SUPPORT FOR OVERALL CONCLUSIONS

We note that there is no challenge to our principal conclusion: authors of guidelines should explicitly model the resource implications and health benefits of following their recommendations. We agree with Lewis that our main findings are mere common sense. Unfortunately it is not so common as to have informed expert recommendations on CVD prevention.

INDIVIDUAL VERSUS POPULATION PREVENTION

We concur with Roscoe et al that there is an unresolved - and hitherto unacknowledged -dilemma in CVD prevention. A clinician acting in the best interests of an individual patient prescribes a statin; a clinician acting in the best interests of the practice population does not prescribe a statin but instead finds and treats more patients. The former is consistent with the clinician's duty of care but makes for a poor prevention policy. The latter is consistent with utilitarian principles (the greatest good for the greatest number) implicit in government policy, but puts clinicians in the uncomfortable position of making explicit prioritisation decisions.
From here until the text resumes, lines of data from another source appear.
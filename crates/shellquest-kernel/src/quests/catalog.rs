//! The built-in zones and quests.

use super::{QuestCheck, QuestDefinition, Zone, ZoneId};
use crate::progression::{Reward, Skill};

pub const ZONES: &[Zone] = &[
    Zone {
        id: ZoneId::TerminalPlains,
        name: "Terminal Plains",
    },
    Zone {
        id: ZoneId::FilewoodForest,
        name: "Filewood Forest",
    },
    Zone {
        id: ZoneId::GrepCaves,
        name: "Grep Caves",
    },
];

const fn reward(xp: u64, coins: u64, skill: Skill) -> Reward {
    Reward {
        xp,
        coins,
        skill: Some(skill),
    }
}

pub const QUESTS: &[QuestDefinition] = &[
    // Terminal Plains
    QuestDefinition {
        id: "plains-help",
        zone: ZoneId::TerminalPlains,
        title: "Meet the Shell",
        intro: "Explore the basics of ShellQuest.",
        goal: "Use the help command to see available actions.",
        hints: &["Type `help` and press enter."],
        check: QuestCheck::CommandUsed("help"),
        reward: reward(15, 5, Skill::Navigation),
    },
    QuestDefinition {
        id: "plains-clear",
        zone: ZoneId::TerminalPlains,
        title: "Fresh Screen",
        intro: "A clear view is a calm mind.",
        goal: "Clear the terminal.",
        hints: &["Type `clear` to wipe the log."],
        check: QuestCheck::CommandUsed("clear"),
        reward: reward(15, 5, Skill::Navigation),
    },
    QuestDefinition {
        id: "plains-pwd",
        zone: ZoneId::TerminalPlains,
        title: "Where am I?",
        intro: "Location matters in the Plains.",
        goal: "Check your working directory.",
        hints: &["Use `pwd` to print the working directory."],
        check: QuestCheck::CommandUsed("pwd"),
        reward: reward(20, 6, Skill::Navigation),
    },
    QuestDefinition {
        id: "plains-ls",
        zone: ZoneId::TerminalPlains,
        title: "Survey the Fields",
        intro: "List what is around you.",
        goal: "Run ls to list the contents of the Plains.",
        hints: &["`ls` shows files and folders."],
        check: QuestCheck::CommandUsed("ls"),
        reward: reward(20, 6, Skill::Navigation),
    },
    QuestDefinition {
        id: "plains-cd",
        zone: ZoneId::TerminalPlains,
        title: "Step into Tutorials",
        intro: "Move between locations.",
        goal: "Change directory into the tutorials folder.",
        hints: &["`cd tutorials` should do it."],
        check: QuestCheck::PathVisited("/home/adventurer/tutorials"),
        reward: reward(25, 7, Skill::Navigation),
    },
    QuestDefinition {
        id: "plains-mkdir",
        zone: ZoneId::TerminalPlains,
        title: "Make Space",
        intro: "You can build your own corners.",
        goal: "Create a directory named practice.",
        hints: &["`mkdir practice` while in your home folder."],
        check: QuestCheck::NodeExists("/home/adventurer/practice"),
        reward: reward(25, 8, Skill::Files),
    },
    QuestDefinition {
        id: "plains-touch",
        zone: ZoneId::TerminalPlains,
        title: "First Note",
        intro: "Create your own file.",
        goal: "Use touch to create start.txt.",
        hints: &["`touch start.txt`"],
        check: QuestCheck::NodeExists("start.txt"),
        reward: reward(25, 8, Skill::Files),
    },
    QuestDefinition {
        id: "plains-cat",
        zone: ZoneId::TerminalPlains,
        title: "Read the Welcome",
        intro: "The Plains have simple lore.",
        goal: "Read notes.txt using cat.",
        hints: &["`cat notes.txt` from your home folder."],
        check: QuestCheck::CommandUsed("cat notes.txt"),
        reward: reward(30, 10, Skill::Text),
    },
    // Filewood Forest
    QuestDefinition {
        id: "forest-cat-trail",
        zone: ZoneId::FilewoodForest,
        title: "Follow the Trail",
        intro: "Stories are etched into the woods.",
        goal: "Read forest/trail.txt.",
        hints: &["Try `cat forest/trail.txt`."],
        check: QuestCheck::CommandUsed("cat forest/trail.txt"),
        reward: reward(30, 12, Skill::Text),
    },
    QuestDefinition {
        id: "forest-touch-log",
        zone: ZoneId::FilewoodForest,
        title: "Write a Log",
        intro: "Record your travels.",
        goal: "Create travel.log with touch.",
        hints: &["`touch travel.log`"],
        check: QuestCheck::NodeExists("travel.log"),
        reward: reward(30, 12, Skill::Files),
    },
    QuestDefinition {
        id: "forest-mkdir",
        zone: ZoneId::FilewoodForest,
        title: "Build a Camp",
        intro: "Prepare a base in the woods.",
        goal: "Make a directory named camp.",
        hints: &["`mkdir camp`"],
        check: QuestCheck::NodeExists("camp"),
        reward: reward(30, 12, Skill::Files),
    },
    QuestDefinition {
        id: "forest-echo",
        zone: ZoneId::FilewoodForest,
        title: "Leave a Message",
        intro: "Trees remember what you write.",
        goal: "Use echo to create camp/todo.txt with text.",
        hints: &["`echo \"gather wood\" > camp/todo.txt`"],
        check: QuestCheck::FileContains {
            path: "/home/adventurer/camp/todo.txt",
            needle: "gather",
        },
        reward: reward(35, 14, Skill::Text),
    },
    QuestDefinition {
        id: "forest-rm",
        zone: ZoneId::FilewoodForest,
        title: "Clear the Path",
        intro: "Remove obstacles when needed.",
        goal: "Delete travel.log.",
        hints: &["Create it with touch if you have not, then `rm travel.log`."],
        check: QuestCheck::All(&[
            QuestCheck::CommandContains(&["rm", "travel.log"]),
            QuestCheck::NodeAbsent("travel.log"),
        ]),
        reward: reward(35, 14, Skill::Files),
    },
    QuestDefinition {
        id: "forest-cat-plan",
        zone: ZoneId::FilewoodForest,
        title: "Read the Plan",
        intro: "Plans guide your steps.",
        goal: "Read camp/todo.txt.",
        hints: &["`cat camp/todo.txt`"],
        check: QuestCheck::CommandUsed("cat camp/todo.txt"),
        reward: reward(35, 14, Skill::Text),
    },
    QuestDefinition {
        id: "forest-cd-camp",
        zone: ZoneId::FilewoodForest,
        title: "Enter the Camp",
        intro: "Move into your new base.",
        goal: "cd into camp directory.",
        hints: &["`cd camp`"],
        check: QuestCheck::PathVisited("/home/adventurer/camp"),
        reward: reward(35, 14, Skill::Navigation),
    },
    QuestDefinition {
        id: "forest-ls-grep",
        zone: ZoneId::FilewoodForest,
        title: "Filter the Underbrush",
        intro: "Use a pipe to find files.",
        goal: "Run ls piped to grep for txt.",
        hints: &["`ls | grep txt`"],
        check: QuestCheck::CommandContains(&["ls", "|", "grep"]),
        reward: reward(40, 16, Skill::Text),
    },
    QuestDefinition {
        id: "forest-grep-roots",
        zone: ZoneId::FilewoodForest,
        title: "Search the Roots",
        intro: "Find mentions of roots.",
        goal: "Use grep to find \"roots\" in forest/trail.txt.",
        hints: &["`grep roots forest/trail.txt`"],
        check: QuestCheck::CommandUsed("grep roots forest/trail.txt"),
        reward: reward(40, 16, Skill::Text),
    },
    // Grep Caves
    QuestDefinition {
        id: "caves-echo-repeat",
        zone: ZoneId::GrepCaves,
        title: "Echoes in the Cave",
        intro: "Find the repeating voice.",
        goal: "Read caves/echo.txt with grep to find echo.",
        hints: &["`grep echo caves/echo.txt`"],
        check: QuestCheck::CommandUsed("grep echo caves/echo.txt"),
        reward: reward(45, 18, Skill::Text),
    },
    QuestDefinition {
        id: "caves-touch-journal",
        zone: ZoneId::GrepCaves,
        title: "Document the Echoes",
        intro: "Create a journal.",
        goal: "Create journal.txt and add a line to it.",
        hints: &["`touch journal.txt` then echo into it."],
        check: QuestCheck::FileContains {
            path: "journal.txt",
            needle: "",
        },
        reward: reward(45, 18, Skill::Files),
    },
    QuestDefinition {
        id: "caves-echo-lines",
        zone: ZoneId::GrepCaves,
        title: "Layered Notes",
        intro: "Add multiple lines to a file and search them.",
        goal: "Create lines in journal.txt and grep for cave.",
        hints: &["Use echo to rewrite journal.txt, then `grep cave journal.txt`."],
        check: QuestCheck::All(&[
            QuestCheck::FileContains {
                path: "journal.txt",
                needle: "",
            },
            QuestCheck::CommandUsed("grep cave journal.txt"),
        ]),
        reward: reward(50, 20, Skill::Text),
    },
    QuestDefinition {
        id: "caves-cd-depths",
        zone: ZoneId::GrepCaves,
        title: "Change Levels",
        intro: "Move deeper while keeping bearings.",
        goal: "cd into caves and back out.",
        hints: &["`cd ../caves` then `cd ..`"],
        check: QuestCheck::PathVisited("/home/adventurer/caves"),
        reward: reward(45, 18, Skill::Navigation),
    },
    QuestDefinition {
        id: "caves-ls-grep",
        zone: ZoneId::GrepCaves,
        title: "Pipe Scout",
        intro: "Use a pipe to search listing output.",
        goal: "Use ls | grep echo",
        hints: &["`ls | grep echo`"],
        check: QuestCheck::CommandContains(&["ls | grep echo"]),
        reward: reward(50, 20, Skill::Text),
    },
    QuestDefinition {
        id: "caves-rm-clean",
        zone: ZoneId::GrepCaves,
        title: "Clean Slate",
        intro: "Remove a file you created.",
        goal: "Remove journal.txt.",
        hints: &["Use `rm journal.txt`."],
        check: QuestCheck::All(&[
            QuestCheck::CommandContains(&["rm", "journal.txt"]),
            QuestCheck::NodeAbsent("journal.txt"),
        ]),
        reward: reward(45, 18, Skill::Files),
    },
    QuestDefinition {
        id: "caves-echo-story",
        zone: ZoneId::GrepCaves,
        title: "Tell a Cave Story",
        intro: "Write a story file.",
        goal: "Use echo to create story.txt with the word \"grep\" inside.",
        hints: &["`echo \"grep adventure\" > story.txt`"],
        check: QuestCheck::FileContains {
            path: "story.txt",
            needle: "grep",
        },
        reward: reward(55, 22, Skill::Text),
    },
    QuestDefinition {
        id: "caves-grep-story",
        zone: ZoneId::GrepCaves,
        title: "Search Your Tale",
        intro: "Use grep on your own writing.",
        goal: "Run grep to find grep inside story.txt.",
        hints: &["`grep grep story.txt`"],
        check: QuestCheck::CommandUsed("grep grep story.txt"),
        reward: reward(55, 22, Skill::Text),
    },
];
A SIMPLIFIED PRE-SELECTION STRATEGY

Readers who are interested in applying our pre-selection strategies may find the following suggestion helpful. A woman's risk of CVD is approximately equivalent to that of a man 12 years her junior. A good approximation of our pre-selection rankings is obtained by assigning a ranking number to every patient. For men it is their age, for women their age minus 12. The practice prioritise patients for CVD risk assessment by their ranking number (highest ranking number first).

FAMILY HISTORY AND CVD RISK

Stribling suggests that targeting of CVD prevention would be better served if we incorporated knowledge of a patient's family history of CVD to help refine our estimate of their risk. We agree. However this is not straightforward. Increased risk of heart disease associated with a positive family history partly reflect the tendency of smoking, raised cholesterol levels, high blood pressure and diabetes to cluster in families. These factors are already included in the Framingham risk equation. The effect of family history apart from these factors needs to be quantified and included in a risk equation. Simple addition of a "family history" factor to present risk equations could result in double counting of risk factors and overestimation of risk. We know of no risk equation which includes family history and has been validated in the UK population.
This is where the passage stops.